Que cette apocope à double « m » soit usuelle ou non, elle veut bien dire _communication _dans le contexte.
On ne va quand même pas  leur intenter un procès pour un petit « _m_ » superfétatoire. 

Gérard a répondu dès le post 2 à la question précise de g21 : non, il n'y a pas de jeu de mots.


----------



## Maître Capello

Nicomon said:


> Mais je ne suis pas convaincue que les apostrophes soient moins courantes en France qu'au Québec.
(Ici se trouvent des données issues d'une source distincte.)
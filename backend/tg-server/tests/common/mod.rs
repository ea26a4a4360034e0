#![allow(dead_code)]

//! Test infrastructure for tg-server API tests

use tg_config::{Config, RouteLimit};
use tg_core::{IdentityClaims, Role};
use tg_server::{AppState, HANDOFF_HEADER};
use tg_store::{CasOutcome, CredentialStore, MemoryStore, Result as StoreResult, StoreError, StoredEntry};

use std::sync::Arc;

use async_trait::async_trait;
use chrono::{DateTime, Utc};

use axum::{
    Router,
    body::Body,
    http::{Request, Response, header},
};
use http_body_util::BodyExt;
use tower::ServiceExt;

pub const JWT_SECRET: &str = "integration-signing-secret-0123456789abcdef";
pub const HANDOFF_SECRET: &str = "integration-handoff-secret-0123456789abcdef";
pub const COOKIE_NAME: &str = "tg_session";

/// Config with test secrets and generous limits
pub fn test_config() -> Config {
    let mut config = Config::default();
    config.auth.jwt_secret = JWT_SECRET.into();
    config.auth.handoff_secret = HANDOFF_SECRET.into();
    config.auth.cookie_name = COOKIE_NAME.into();
    config.rate_limit.trust_forwarded_for = true;
    config.rate_limit.session = RouteLimit::new(1_000, 60);
    config.rate_limit.refresh = RouteLimit::new(1_000, 60);
    config.rate_limit.api = RouteLimit::new(1_000, 60);
    config
}

/// Create AppState over a fresh in-memory store
pub fn create_test_app_state() -> AppState {
    create_app_state_with(test_config())
}

pub fn create_app_state_with(config: Config) -> AppState {
    create_app_state_over(config, Arc::new(MemoryStore::new()))
}

pub fn create_app_state_over(config: Config, store: Arc<dyn CredentialStore>) -> AppState {
    AppState::from_config(&config, store).expect("Failed to build app state")
}

/// Credential store whose backend never answers
pub struct UnreachableStore;

impl UnreachableStore {
    fn refuse<T>() -> StoreResult<T> {
        Err(StoreError::unavailable("connection refused"))
    }
}

#[async_trait]
impl CredentialStore for UnreachableStore {
    async fn get(&self, _key: &str) -> StoreResult<Option<StoredEntry>> {
        Self::refuse()
    }

    async fn compare_and_swap(
        &self,
        _key: &str,
        _expected_version: Option<u64>,
        _value: String,
        _expires_at: Option<DateTime<Utc>>,
    ) -> StoreResult<CasOutcome> {
        Self::refuse()
    }

    async fn delete(&self, _key: &str) -> StoreResult<bool> {
        Self::refuse()
    }

    async fn purge_expired(&self, _now: DateTime<Utc>) -> StoreResult<u64> {
        Self::refuse()
    }

    async fn ping(&self) -> StoreResult<()> {
        Self::refuse()
    }

    fn backend_name(&self) -> &'static str {
        "unreachable"
    }
}

pub fn identity(id: &str, role: Role) -> IdentityClaims {
    IdentityClaims::new(id, format!("{id}@test.local"), role, id)
}

pub fn issue_request(identity: &IdentityClaims) -> Request<Body> {
    Request::builder()
        .method("POST")
        .uri("/api/v1/session")
        .header(header::CONTENT_TYPE, "application/json")
        .header(HANDOFF_HEADER, HANDOFF_SECRET)
        .body(Body::from(serde_json::to_vec(identity).unwrap()))
        .unwrap()
}

pub fn refresh_request(refresh_token: &str) -> Request<Body> {
    Request::builder()
        .method("POST")
        .uri("/api/v1/session/refresh")
        .header(header::CONTENT_TYPE, "application/json")
        .body(Body::from(
            serde_json::json!({ "refreshToken": refresh_token }).to_string(),
        ))
        .unwrap()
}

pub fn bearer_get(uri: &str, access_token: &str) -> Request<Body> {
    Request::builder()
        .method("GET")
        .uri(uri)
        .header(header::AUTHORIZATION, format!("Bearer {access_token}"))
        .body(Body::empty())
        .unwrap()
}

pub async fn body_json(response: Response<Body>) -> serde_json::Value {
    let body = response.into_body().collect().await.unwrap().to_bytes();
    serde_json::from_slice(&body).unwrap()
}

/// Issue a session through the HTTP surface; returns the JSON token pair
pub async fn issue_session(app: &Router, identity: &IdentityClaims) -> serde_json::Value {
    let response = app.clone().oneshot(issue_request(identity)).await.unwrap();
    assert_eq!(response.status(), axum::http::StatusCode::OK);
    body_json(response).await
}

/// `Set-Cookie` header for the session cookie
pub fn session_set_cookie(response: &Response<Body>) -> Option<String> {
    response
        .headers()
        .get_all(header::SET_COOKIE)
        .iter()
        .filter_map(|value| value.to_str().ok())
        .find(|value| value.starts_with(&format!("{COOKIE_NAME}=")))
        .map(str::to_string)
}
Encore faudrait-il faire des statistiques.
> Exemples à mon avis très franco-français* : Chasseurs d'appart' *et* petit déj' *


L'apostrophe est systématique lorsque ce sont des lettres intérieures qui sont retranchées (_v'là_, _m'sieur_, etc.) ainsi que pour les pronoms tronqués (_j'_, _m'_, etc.) par assimilation à l'élision. Elle très fréquente dans les syntagmes nominaux en plusieurs mots comme _petit déj'_ ou _aprèm'_. Mais dans la grande majorité des autres cas, on n'en met pas… en tout cas en Europe. Je n'écrirais donc personnellement jamais _appart_ avec une apostrophe. Mais je ne dis pas pour autant que ce serait incorrect d'en mettre une… Quoi qu'il en soit, l'apostrophe empêche l'emploi de la marque du pluriel (_des appart'_   _des appart's_ , _des apparts'_ ) alors qu'il n'y a plus cette difficulté sans (_des apparts_). Voir aussi petit-déj' / petit-déjeuner - abréviation.


----------



## Bezoard

Nicomon said:


> En l'absence de signe typographique_,_ il est plus précis de dire _troncation_.
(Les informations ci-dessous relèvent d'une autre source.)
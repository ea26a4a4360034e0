use crate::{AccessClaims, AuthError, Result as AuthErrorResult};

use std::panic::Location;
use std::time::Duration;

use chrono::{DateTime, TimeZone, Utc};
use error_location::ErrorLocation;
use jsonwebtoken::errors::ErrorKind;
use jsonwebtoken::{Algorithm, DecodingKey, EncodingKey, Header, Validation, decode, encode};
use tg_core::IdentityClaims;
use uuid::Uuid;

pub const TOKEN_ISSUER: &str = "tollgate";

/// A freshly signed access token and its validity bounds.
#[derive(Debug, Clone)]
pub struct EncodedAccessToken {
    pub token: String,
    pub issued_at: DateTime<Utc>,
    pub expires_at: DateTime<Utc>,
}

/// Signs and verifies HS256 access tokens.
///
/// HMAC comparison inside `jsonwebtoken` is constant time. Expiry is checked
/// with zero tolerance unless a leeway is configured.
pub struct TokenCodec {
    encoding_key: EncodingKey,
    decoding_key: DecodingKey,
    validation: Validation,
}

impl TokenCodec {
    #[track_caller]
    pub fn new(secret: &[u8], leeway_secs: u64) -> AuthErrorResult<Self> {
        if secret.iter().all(u8::is_ascii_whitespace) {
            return Err(AuthError::Configuration {
                message: "signing secret is empty".to_string(),
                location: ErrorLocation::from(Location::caller()),
            });
        }

        let mut validation = Validation::new(Algorithm::HS256);
        validation.validate_exp = true;
        validation.validate_nbf = false;
        validation.leeway = leeway_secs;
        validation.set_issuer(&[TOKEN_ISSUER]);
        validation.set_required_spec_claims(&["exp", "iss", "sub"]);

        Ok(Self {
            encoding_key: EncodingKey::from_secret(secret),
            decoding_key: DecodingKey::from_secret(secret),
            validation,
        })
    }

    /// Sign an access token for `identity` that lives for `ttl`.
    #[track_caller]
    pub fn encode(
        &self,
        identity: &IdentityClaims,
        lineage_id: Uuid,
        ttl: Duration,
    ) -> AuthErrorResult<EncodedAccessToken> {
        let iat = Utc::now().timestamp();
        let exp = iat + ttl.as_secs().max(1) as i64;
        let claims = AccessClaims::new(identity, lineage_id, TOKEN_ISSUER, iat, exp);

        let token = encode(&Header::new(Algorithm::HS256), &claims, &self.encoding_key).map_err(
            |e| AuthError::Internal {
                message: format!("failed to sign access token: {e}"),
                location: ErrorLocation::from(Location::caller()),
            },
        )?;

        Ok(EncodedAccessToken {
            token,
            issued_at: timestamp(iat),
            expires_at: timestamp(exp),
        })
    }

    /// Verify signature and expiry, then return the embedded claims.
    #[track_caller]
    pub fn decode(&self, token: &str) -> AuthErrorResult<AccessClaims> {
        let token_data =
            decode::<AccessClaims>(token, &self.decoding_key, &self.validation).map_err(|e| {
                match e.kind() {
                    ErrorKind::ExpiredSignature => AuthError::TokenExpired {
                        location: ErrorLocation::from(Location::caller()),
                    },
                    ErrorKind::InvalidSignature => AuthError::InvalidSignature {
                        location: ErrorLocation::from(Location::caller()),
                    },
                    _ => AuthError::MalformedToken {
                        message: e.to_string(),
                        location: ErrorLocation::from(Location::caller()),
                    },
                }
            })?;

        token_data.claims.validate()?;

        Ok(token_data.claims)
    }
}

fn timestamp(secs: i64) -> DateTime<Utc> {
    Utc.timestamp_opt(secs, 0).single().unwrap_or_else(Utc::now)
}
Oui, et encore plus précis de dire _apocope_ comme l'avait suggéré Maître Capello.
En français usuel de France, on a _apocope < troncation < abréviation._
J'ai l'impression qu'au Canada, ou du moins chez certains utilisateurs canadiens, on sépare plus nettement abréviation et troncation (bien que la page de la BDL fasse apparaître les troncations dans le sujet "abréviations"). Dans l'usage normal français, en dehors des discussions entre linguistes, _abréviation_ est employé normalement dans notre contexte :


> L'*abréviation* est un important facteur de création lexicale. Ce peut être un mot réduit à quelques lettres (« km » pour _kilomètre_), un mot tronqué de son début (« bus » pour _autobus_) ou de sa finale (« prolo » pour _prolétaire_), un sigle ou un acronyme (« algol » pour _algorithmic language_).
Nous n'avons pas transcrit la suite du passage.